Top Coaching Questions to Achieve Smart Goals

What are the best types of coaching questions to ask when using smart goals? This depends on the needs and conditions of your customer or colleague.



Are there principles that help you shape coaching questions that run in parallel with smart goals? Are there any important and fundamental strategic questions that can be used?

The answer is yes, so this article discusses the key coaching asking strategies to achieve smart goals that we define the questions as specific, measurable, attainable, relevant, and Time-bound.

Unclear goals are one of the biggest obstacles to effective goal setting and performance. Effective goals are clear, specific, measurable, and time-bound, hence Measurable goals alert you to focus your efforts.

“Setting the goal right is halfway reached” said Zig Ziglar, the author of the bestselling book See You at the Top.

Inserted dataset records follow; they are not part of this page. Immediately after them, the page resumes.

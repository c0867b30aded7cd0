//! ## Typing overlay
//!
//! [`TypingOverlay`] wires the pieces together: document-level listeners
//! feed typing events to the [`CaretLocator`], whose point is handed to the
//! [`ParticleEngine`] together with a [`SpawnContext`] describing the typed
//! character. The engine draws on an [`OverlaySurface`] and is driven by
//! [`AnimationFrameScheduler`].
//!
//! The `wasm_bindgen` exports at the bottom of this module keep one overlay
//! per thread so that a page script can start and steer it.

use std::{
    cell::{Cell, RefCell},
    rc::Rc,
};

use log::LevelFilter;
use wasm_bindgen::prelude::*;
use web_sys::{Element, Window};

use crate::{
    caret::CaretLocator,
    color::{parse_css_rgb, relative_luminance},
    effects::{EffectKind, EffectRegistry, FontSpec, Intensity, SpawnContext},
    engine::{AnimationFrameScheduler, ParticleEngine, DEFAULT_POOL_SIZE},
    error::Error,
    event::{event_source_element, TypingEvent, TypingEventKind},
    event_callback::{EventCallback, COMPOSITION_EVENT_TYPES, INPUT_EVENT_TYPES},
    logging,
    settings::{Settings, SettingsUpdate},
    surface::canvas::{GlyphRasterizer, OverlaySurface, OverlaySurfaceOptions},
    utils::{get_computed_style, get_document, get_window, now_ms, random_seed},
};

/// Minimum time between two spawns, in milliseconds.
pub const DEFAULT_THROTTLE_MS: f64 = 16.0;

/// Font size used when the computed one cannot be parsed.
const FALLBACK_FONT_SIZE: f64 = 16.0;

/// Luminance below which a background counts as dark.
const DARK_LUMINANCE: f64 = 0.5;

type OverlayEngine = ParticleEngine<OverlaySurface, AnimationFrameScheduler>;

/// Options for the [`TypingOverlay`].
#[derive(Debug, Clone)]
pub struct OverlayOptions {
    /// Number of particles in the pool.
    pool_size: usize,
    /// Initial effect.
    effect: EffectKind,
    /// Initial intensity.
    intensity: f64,
    /// Host the canvas in a closed shadow root.
    shadow_dom: bool,
    /// Minimum time between two spawns.
    throttle_ms: f64,
    /// Maximum level forwarded to the console.
    log_level: LevelFilter,
}

impl Default for OverlayOptions {
    fn default() -> Self {
        let settings = Settings::default();
        Self {
            pool_size: DEFAULT_POOL_SIZE,
            effect: settings.effect,
            intensity: settings.intensity,
            shadow_dom: true,
            throttle_ms: DEFAULT_THROTTLE_MS,
            log_level: LevelFilter::Warn,
        }
    }
}

impl OverlayOptions {
    /// Constructs a new [`OverlayOptions`].
    pub fn new() -> Self {
        Default::default()
    }

    /// Sets the pool size. Zero selects the default size.
    pub fn pool_size(mut self, pool_size: usize) -> Self {
        self.pool_size = pool_size;
        self
    }

    /// Sets the initial effect.
    pub fn effect(mut self, effect: EffectKind) -> Self {
        self.effect = effect;
        self
    }

    /// Sets the initial intensity. Clamped into range.
    pub fn intensity(mut self, intensity: f64) -> Self {
        self.intensity = Intensity::new(intensity).get();
        self
    }

    /// Sets whether the canvas lives in a closed shadow root.
    pub fn shadow_dom(mut self, enabled: bool) -> Self {
        self.shadow_dom = enabled;
        self
    }

    /// Sets the minimum time between two spawns.
    pub fn throttle_ms(mut self, throttle_ms: f64) -> Self {
        self.throttle_ms = throttle_ms.max(0.0);
        self
    }

    /// Sets the log level.
    pub fn log_level(mut self, level: LevelFilter) -> Self {
        self.log_level = level;
        self
    }
}

/// Particle effects anchored at the caret of whatever field the user types in.
pub struct TypingOverlay {
    /// Window.
    window: Window,
    /// Engine, shared with the frame callback.
    engine: Rc<RefCell<OverlayEngine>>,
    /// Caret locator.
    locator: RefCell<CaretLocator>,
    /// Available effects.
    registry: EffectRegistry,
    /// Measures and rasterizes typed characters.
    rasterizer: GlyphRasterizer,
    /// Current settings.
    settings: Cell<Settings>,
    /// Minimum time between two spawns.
    throttle_ms: f64,
    /// Whether an IME composition is in progress.
    composing: Cell<bool>,
    /// Time of the last spawn.
    last_spawn: Cell<Option<f64>>,
    /// Document listeners.
    listeners: RefCell<Vec<EventCallback<web_sys::Event>>>,
}

impl std::fmt::Debug for TypingOverlay {
    fn fmt(&self, f: &mut std::fmt::Formatter<'_>) -> std::fmt::Result {
        f.debug_struct("TypingOverlay")
            .field("settings", &self.settings.get())
            .field("composing", &self.composing.get())
            .field("listeners", &self.listeners.borrow().len())
            .finish()
    }
}

impl TypingOverlay {
    /// Attaches the overlay to the current document and starts listening.
    pub fn start(options: OverlayOptions) -> Result<Rc<Self>, Error> {
        logging::init(options.log_level);
        let window = get_window()?;
        let document = get_document()?;

        let surface = OverlaySurface::new_with_options(
            OverlaySurfaceOptions::new().shadow_dom(options.shadow_dom),
        )?;
        let scheduler = AnimationFrameScheduler::new()?;
        let mut engine = ParticleEngine::new(surface, scheduler).with_seed(random_seed());
        engine.initialize(options.pool_size);

        let registry = EffectRegistry::builtin();
        let settings = Settings {
            enabled: true,
            effect: options.effect,
            intensity: options.intensity,
        };
        let effect = registry
            .get(settings.effect)
            .unwrap_or_else(|| settings.effect.builtin());
        engine.set_effect(effect);

        let engine = Rc::new(RefCell::new(engine));
        let weak_engine = Rc::downgrade(&engine);
        engine.borrow().scheduler().set_callback(move || {
            if let Some(engine) = weak_engine.upgrade() {
                engine.borrow_mut().tick();
            }
        });

        let overlay = Rc::new(Self {
            window,
            engine,
            locator: RefCell::new(CaretLocator::new()?),
            registry,
            rasterizer: GlyphRasterizer::new()?,
            settings: Cell::new(settings),
            throttle_ms: options.throttle_ms,
            composing: Cell::new(false),
            last_spawn: Cell::new(None),
            listeners: RefCell::new(Vec::new()),
        });

        let target: web_sys::EventTarget = document.into();
        let listeners = [INPUT_EVENT_TYPES, COMPOSITION_EVENT_TYPES]
            .into_iter()
            .map(|event_types| {
                let weak = Rc::downgrade(&overlay);
                EventCallback::with_capture(
                    target.clone(),
                    event_types,
                    true,
                    move |event: web_sys::Event| {
                        if let Some(overlay) = weak.upgrade() {
                            overlay.handle_event(&event);
                        }
                    },
                )
            })
            .collect::<Result<Vec<_>, _>>()?;
        *overlay.listeners.borrow_mut() = listeners;

        log::info!(
            "typing overlay started with {} ({} particles)",
            settings.effect,
            overlay.engine.borrow().capacity()
        );
        Ok(overlay)
    }

    /// Returns the current settings.
    pub fn settings(&self) -> Settings {
        self.settings.get()
    }

    /// Merges `update` into the settings.
    ///
    /// While enabled, the selected effect is (re)installed; disabling clears
    /// every particle in flight.
    pub fn apply(&self, update: &SettingsUpdate) {
        let mut settings = self.settings.get();
        settings.apply(update);
        self.settings.set(settings);

        let mut engine = self.engine.borrow_mut();
        if settings.enabled {
            if engine.effect_kind() != Some(settings.effect) {
                let effect = self
                    .registry
                    .get(settings.effect)
                    .unwrap_or_else(|| settings.effect.builtin());
                engine.set_effect(effect);
            }
        } else {
            engine.clear();
        }
    }

    /// Number of particles in flight.
    pub fn active_count(&self) -> usize {
        self.engine.borrow().active_count()
    }

    /// Stops listening, clears the engine and removes every element the
    /// overlay added to the document.
    pub fn stop(&self) {
        self.listeners.borrow_mut().clear();
        let mut engine = self.engine.borrow_mut();
        engine.teardown();
        engine.surface_mut().destroy();
        self.locator.borrow_mut().teardown();
        log::info!("typing overlay stopped");
    }

    fn handle_event(&self, event: &web_sys::Event) {
        let typing = TypingEvent::from(event);
        match typing.kind {
            TypingEventKind::CompositionStart => self.composing.set(true),
            TypingEventKind::CompositionEnd => {
                self.composing.set(false);
                self.handle_input(event, &typing);
            }
            TypingEventKind::Input => self.handle_input(event, &typing),
            TypingEventKind::Unidentified => {}
        }
    }

    fn handle_input(&self, event: &web_sys::Event, typing: &TypingEvent) {
        let settings = self.settings.get();
        if !settings.enabled || self.composing.get() {
            return;
        }
        if settings.effect.needs_character() && typing.last_visible_char().is_none() {
            return;
        }

        let now = now_ms(&self.window);
        if self
            .last_spawn
            .get()
            .is_some_and(|last| now - last < self.throttle_ms)
        {
            return;
        }
        self.last_spawn.set(Some(now));

        let Some(target) = event_source_element(event) else {
            return;
        };
        let Some(point) = self.locator.borrow_mut().detect(&target) else {
            return;
        };

        let context = match self.spawn_context(&target, typing, settings.effect) {
            Ok(context) => Some(context),
            Err(err) => {
                log::debug!("spawning without context: {err}");
                None
            }
        };
        let spawned =
            self.engine
                .borrow_mut()
                .spawn(point, settings.intensity(), context.as_ref());
        log::trace!("spawned {spawned} particles at {point:?}");
    }

    /// Describes the typed character and the field it was typed into.
    fn spawn_context(
        &self,
        target: &Element,
        typing: &TypingEvent,
        effect: EffectKind,
    ) -> Result<SpawnContext, Error> {
        let style = get_computed_style(&self.window, target)?;
        let font = FontSpec {
            family: style.get_property_value("font-family")?.into(),
            size: parse_px(&style.get_property_value("font-size")?)
                .unwrap_or(FALLBACK_FONT_SIZE),
            weight: match style.get_property_value("font-weight")? {
                weight if weight.is_empty() => FontSpec::default().weight,
                weight => weight.into(),
            },
        };

        let character = typing.last_visible_char();
        let text = character.map(String::from);
        let char_width = match text.as_deref() {
            Some(text) => self.rasterizer.measure(text, &font)?,
            None => 0.0,
        };
        let glyph = match text.as_deref() {
            Some(text) if effect.needs_glyph_mask() => {
                Some(self.rasterizer.rasterize(text, &font)?)
            }
            _ => None,
        };

        Ok(SpawnContext {
            character,
            font,
            char_width,
            dark_background: self.has_dark_background(target),
            glyph,
        })
    }

    /// Whether the first opaque background behind `element` is dark.
    fn has_dark_background(&self, element: &Element) -> bool {
        let mut current = Some(element.clone());
        while let Some(element) = current {
            let background = get_computed_style(&self.window, &element)
                .and_then(|style| {
                    style
                        .get_property_value("background-color")
                        .map_err(Error::from)
                });
            if let Some((rgb, alpha)) = background.ok().as_deref().and_then(parse_css_rgb) {
                if alpha > 0.0 {
                    return relative_luminance(rgb) < DARK_LUMINANCE;
                }
            }
            current = element.parent_element();
        }
        false
    }
}

/// Parses a CSS pixel length such as `16px`.
fn parse_px(value: &str) -> Option<f64> {
    value
        .trim()
        .trim_end_matches("px")
        .parse::<f64>()
        .ok()
        .filter(|size| size.is_finite() && *size > 0.0)
}

thread_local! {
    static OVERLAY: RefCell<Option<Rc<TypingOverlay>>> = const { RefCell::new(None) };
}

fn with_overlay<R>(f: impl FnOnce(&TypingOverlay) -> R) -> Result<R, JsValue> {
    OVERLAY.with(|overlay| match overlay.borrow().as_ref() {
        Some(overlay) => Ok(f(overlay)),
        None => Err(Error::NotInitialized.into()),
    })
}

/// Starts the overlay on the current page. Calling it again does nothing.
#[wasm_bindgen(js_name = startTypingParticles)]
pub fn start_typing_particles() -> Result<(), JsValue> {
    console_error_panic_hook::set_once();
    OVERLAY.with(|overlay| {
        if overlay.borrow().is_some() {
            return Ok(());
        }
        let started = TypingOverlay::start(OverlayOptions::default())?;
        *overlay.borrow_mut() = Some(started);
        Ok(())
    })
}

/// Stops the overlay and removes it from the page.
#[wasm_bindgen(js_name = stopTypingParticles)]
pub fn stop_typing_particles() {
    if let Some(overlay) = OVERLAY.with(|overlay| overlay.borrow_mut().take()) {
        overlay.stop();
    }
}

/// Selects an effect by name. Unknown names select `burst`.
#[wasm_bindgen(js_name = setEffect)]
pub fn set_effect(name: &str) -> Result<(), JsValue> {
    with_overlay(|overlay| overlay.apply(&SettingsUpdate::new().effect_name(name)))
}

/// Sets the particle density, clamped to `[0.1, 1.0]`.
#[wasm_bindgen(js_name = setIntensity)]
pub fn set_intensity(intensity: f64) -> Result<(), JsValue> {
    with_overlay(|overlay| overlay.apply(&SettingsUpdate::new().intensity(intensity)))
}

/// Enables or disables the overlay.
#[wasm_bindgen(js_name = setEnabled)]
pub fn set_enabled(enabled: bool) -> Result<(), JsValue> {
    with_overlay(|overlay| overlay.apply(&SettingsUpdate::new().enabled(enabled)))
}

/// Number of particles in flight, or zero if the overlay is not running.
#[wasm_bindgen(js_name = activeCount)]
pub fn active_count() -> usize {
    with_overlay(TypingOverlay::active_count).unwrap_or(0)
}

#[cfg(test)]
mod tests {
    use super::*;

    #[test]
    fn test_parse_px() {
        assert_eq!(parse_px("16px"), Some(16.0));
        assert_eq!(parse_px(" 13.5px"), Some(13.5));
        assert_eq!(parse_px("auto"), None);
        assert_eq!(parse_px("0px"), None);
    }

    #[test]
    fn test_options_clamp() {
        let options = OverlayOptions::new().intensity(4.0).throttle_ms(-1.0);
        assert_eq!(options.intensity, Intensity::MAX);
        assert_eq!(options.throttle_ms, 0.0);
        assert_eq!(OverlayOptions::default().effect, EffectKind::Burst);
    }
}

The importance of smart goals is that they are a tool that helps your customer set specific and measurable goals, and these are the types of goals that research is likely to achieve in 35 years.

A smart goal gives a clear result for what the customer wants to achieve, but remember that the goal process is at a later stage, so it is not about how.

Your job as a coach when helping a customer set smart goals is to make it easier for them to describe the destination they want to reach clearly, in a measurable way, and on a set deadline.

Coaching questions to achieve smart goals:

Below are coaches' favorite questions for achieving a smart goal, so always remember to tailor these questions to each customer:

1. Specific Questions:

  • Are you helping the customer to clearly identify his destination?
  • What in particular, do you want to achieve?
  • What can you say to describe the outcome you want more clearly?
  • Have you set a reasonable timeframe? Tell me in detail what you intend to accomplish by then.
  • Tell me what will it look like when you succeed in achieving this goal?

2. Measurable Questions:

  • Are you helping your customer determine the way they measure their progress?
  • How will you know that you have achieved your goal?
  • On a 10-point scale, which number represents your success in achieving the goal? And what's it going to look like when you get to this number?
  • What is one of the best ways to measure your success in achieving your goal?

3. Achievable Questions:

  • Can your customer achieve this goal?
  • How confident are you that this goal can actually be achieved?
  • On a scale of 1 to 10, where 10 means that achieving the goal is very possible, where do you put your goal on this scale?

4. Relative Questions:

  • Is this goal a top priority for your customer?
  • What is so important to you in this goal?
  • What would be different and particularly meaningful to you in achieving this goal?
  • How does this goal relate to your most important values?
Read also: Coaching: 3 Questions to Challenge the Trainees

5. Time-Bound Questions:

  • Does the customer have a set deadline to achieve their goal?
  • What is the deadline for achieving your goal?
  • When will you reach this goal feeling a high degree of satisfaction?
  • When do you want to make it happen?
  • At what date will you make significant progress in completing this milestone?

After setting smart goals, the next step is to help the customer take action to achieve their goal.